Wishful Thinking — Paul Murphy

Originally published on Tumblr.

Most people don’t think of engineers as wishful thinkers, but to a large extent, we are.

To paraphrase Martin Geddes, how can anyone consider the Internet fit for purpose when we have no mechanism to guaranty that any part of it will satisfy an unknown demand? Because it works most of the time doesn’t mean it will always work. It most cases, that doesn’t matter. In some, it does. Building software on this infrastructure and expecting it to always work is wishful thinking, and people do it every day.

Expecting an API to always deliver its advertised functionality requires us to double down on that wishful thinking. First, public APIs depend on the Internet. And second, no service behind an API can scale infinitely, no matter how well engineered. At some point it will be unable to fulfill its contract.

Most API operators have no idea at what point their service will fail, since failure can be the result of so many different kinds of stress. API consumers are further in the dark as they have no means of even knowing that potentially fatal stress is building up.

Dealing with failure is a requirement, but dealing with failure elegantly and getting the job done are two different things. If an API is unavailable, no amount of error handling is going to help. But being able to anticipate failure might prevent it altogether. If all clients know that an API is overloaded, some percentage of them might “back off”, thereby preventing a hard failure. Today, this is impossible, since no feedback mechanism allows a client to monitor the health of an API in real time. APIs have no “gauges” which tell the client how close they might be to a breaking point.

These two topics, API specification and API instrumentation, are two sides of the same coin.

In the physical world, specifications are common, expected, and critical. In the software world they are rarely even discussed. This silence is the result of decades of wishful thinking. Software specification languages have languished in academic obscurity while everyone builds software components that are “good enough” without stating under what circumstances they will work as expected. If we can’t attach specifications to standard library components like hash tables, how can we possibly attach specifications to complex APIs made up of hundreds of components?

We can’t, so it’s amazing that any software works at all.

As with the Internet, and fundamental software components, most APIs are good enough in most cases, but not all. If it were possible to fix this problem – and that’s a very big if considering the foundation – should we try?
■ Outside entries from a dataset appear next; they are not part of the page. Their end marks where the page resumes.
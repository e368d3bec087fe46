use std::cell::{Cell, RefCell};
use std::rc::{Rc, Weak};

use gloo_events::EventListener;
use gloo_render::{request_animation_frame, AnimationFrame};
use web_sys::Window;

use crate::config::ScrollPolicy;

type Subscriber = Box<dyn FnMut(f64)>;

/// Owns the window scroll listener and fans each sampled offset out to subscribers.
///
/// Dropping the scheduler removes the listener and cancels a pending frame.
pub struct ScrollScheduler {
    shared: Rc<Shared>,
    _listener: EventListener,
}

struct Shared {
    window: Window,
    policy: ScrollPolicy,
    subscribers: RefCell<Vec<Subscriber>>,
    pending: Cell<bool>,
    frame: RefCell<Option<AnimationFrame>>,
    dispatches: Cell<u32>,
}

impl ScrollScheduler {
    pub fn new(window: &Window, policy: ScrollPolicy) -> Self {
        let shared = Rc::new(Shared {
            window: window.clone(),
            policy,
            subscribers: RefCell::new(Vec::new()),
            pending: Cell::new(false),
            frame: RefCell::new(None),
            dispatches: Cell::new(0),
        });

        let weak = Rc::downgrade(&shared);
        let listener = EventListener::new(window, "scroll", move |_| {
            if let Some(shared) = weak.upgrade() {
                Shared::schedule(&shared);
            }
        });

        Self {
            shared,
            _listener: listener,
        }
    }

    /// Subscribers run in registration order.
    pub fn subscribe(&self, subscriber: impl FnMut(f64) + 'static) {
        self.shared
            .subscribers
            .borrow_mut()
            .push(Box::new(subscriber));
    }

    /// Samples and dispatches right away, bypassing the policy.
    pub fn dispatch_now(&self) {
        self.shared.dispatch();
    }

    pub fn dispatch_count(&self) -> u32 {
        self.shared.dispatches.get()
    }
}

impl Shared {
    fn sample(&self) -> f64 {
        self.window.scroll_y().unwrap_or(0.0)
    }

    fn dispatch(&self) {
        let offset = self.sample();
        self.dispatches.set(self.dispatches.get() + 1);
        for subscriber in self.subscribers.borrow_mut().iter_mut() {
            subscriber(offset);
        }
    }

    fn schedule(this: &Rc<Self>) {
        match this.policy {
            ScrollPolicy::Immediate => this.dispatch(),
            ScrollPolicy::AnimationFrame => {
                if this.pending.replace(true) {
                    return;
                }
                let weak: Weak<Shared> = Rc::downgrade(this);
                let frame = request_animation_frame(move |_| {
                    if let Some(shared) = weak.upgrade() {
                        shared.pending.set(false);
                        shared.dispatch();
                    }
                });
                // The previous frame already fired; replacing it here drops it outside its own callback.
                *this.frame.borrow_mut() = Some(frame);
            }
        }
    }
}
Maybe the problem is too complex already. Maybe traditional hardware techniques don’t scale. Maybe adding specifications to a sophisticated API is as crazy as the idea of adding specifications to a biological system. Maybe we need a completely different approach, something adaptive, modeled on biological systems themselves.

Machine learning techniques give us a possible clue, but machine learning requires a feedback loop. They tell us that we can avoid specification if we provide a feedback mechanism. Earlier I mentioned the idea of clients backing off when a server becomes overwhelmed. That’s a good example of a feedback loop allowing a system to avoid local failure.
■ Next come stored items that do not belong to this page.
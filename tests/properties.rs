//! Property tests for the scroll-driven state logic.
//!
//! Run with: cargo test --test properties

#![cfg(not(target_arch = "wasm32"))]

use factory_theme::config::HeaderConfig;
use factory_theme::engine::header::HeaderTracker;
use factory_theme::engine::nav::{self, NavLink};
use factory_theme::engine::reveal::VisibilityLatch;
use factory_theme::engine::sections::{self, Section};
use proptest::prelude::*;

const LOOKAHEAD: f64 = 100.0;

/// Sections with strictly increasing tops, as laid out on a page.
fn page_sections() -> impl Strategy<Value = Vec<Section>> {
    prop::collection::vec(1u32..2_000, 0..12).prop_map(|heights| {
        let mut top = 0.0;
        heights
            .into_iter()
            .enumerate()
            .map(|(i, height)| {
                let section = Section::new(format!("section-{i}"), top, height as f64);
                top += height as f64;
                section
            })
            .collect()
    })
}

proptest! {
    #[test]
    fn locator_picks_greatest_top_within_lookahead(
        sections in page_sections(),
        offset in 0.0f64..30_000.0,
    ) {
        let expected = sections
            .iter()
            .filter(|s| s.top_offset - LOOKAHEAD <= offset)
            .max_by(|a, b| a.top_offset.total_cmp(&b.top_offset));
        prop_assert_eq!(sections::locate_current(&sections, offset, LOOKAHEAD), expected);
    }

    #[test]
    fn single_section_activates_within_lookahead(
        first_top in 200.0f64..5_000.0,
        offset in 0.0f64..5_000.0,
    ) {
        let sections = vec![Section::new("only", first_top, 300.0)];
        let within = first_top - LOOKAHEAD <= offset;
        prop_assert_eq!(sections::locate_current(&sections, offset, LOOKAHEAD).is_some(), within);
    }

    #[test]
    fn at_most_one_link_is_active(
        targets in prop::collection::vec("[a-c]{1,3}", 0..8),
        current in prop::option::of("[a-c]{0,3}"),
    ) {
        let mut links: Vec<NavLink> = targets.iter().map(|t| NavLink::from_href(&format!("#{t}"))).collect();
        nav::synchronize(&mut links, current.as_deref());

        let active = links.iter().filter(|l| l.is_active).count();
        let any_match = current
            .as_deref()
            .map(|c| targets.iter().any(|t| t == c))
            .unwrap_or(false);
        prop_assert_eq!(active, usize::from(any_match));
        for link in links.iter().filter(|l| l.is_active) {
            prop_assert_eq!(link.target_identifier.as_deref(), current.as_deref());
        }
    }

    #[test]
    fn visibility_never_reverts(notifications in prop::collection::vec(any::<bool>(), 0..32)) {
        let mut latch = VisibilityLatch::new();
        let mut transitions = 0;
        let mut was_visible = false;
        for intersecting in notifications {
            if latch.record(intersecting) {
                transitions += 1;
            }
            prop_assert!(!was_visible || latch.is_visible());
            was_visible = latch.is_visible();
        }
        prop_assert!(transitions <= 1);
    }

    #[test]
    fn header_hides_only_when_scrolling_down_past_threshold(
        offsets in prop::collection::vec(0.0f64..3_000.0, 1..40),
    ) {
        let config = HeaderConfig::default();
        let mut tracker = HeaderTracker::new(config);
        let mut previous = 0.0;
        for offset in offsets {
            let flags = tracker.advance(offset);
            prop_assert_eq!(flags.hidden, offset > previous && offset > config.hide_after);
            prop_assert_eq!(flags.scrolled, offset > config.scrolled_after);
            previous = offset;
        }
    }
}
Massively complex systems like our bodies are able to cope with components of varying and unexpected tolerances, as well as sudden local failures. So if natural selection led to a design so apparently friendly to wishful thinking, it might just be arrogant to think we can do better.

We’ve gotten very far without any sort of software specification. Did we just get lucky? If today’s incredible software progress depends on wishful thinking, we may well have. Despite that, we should probably to give the feedback loop a little more thought. I have a feeling we’re goint to need it.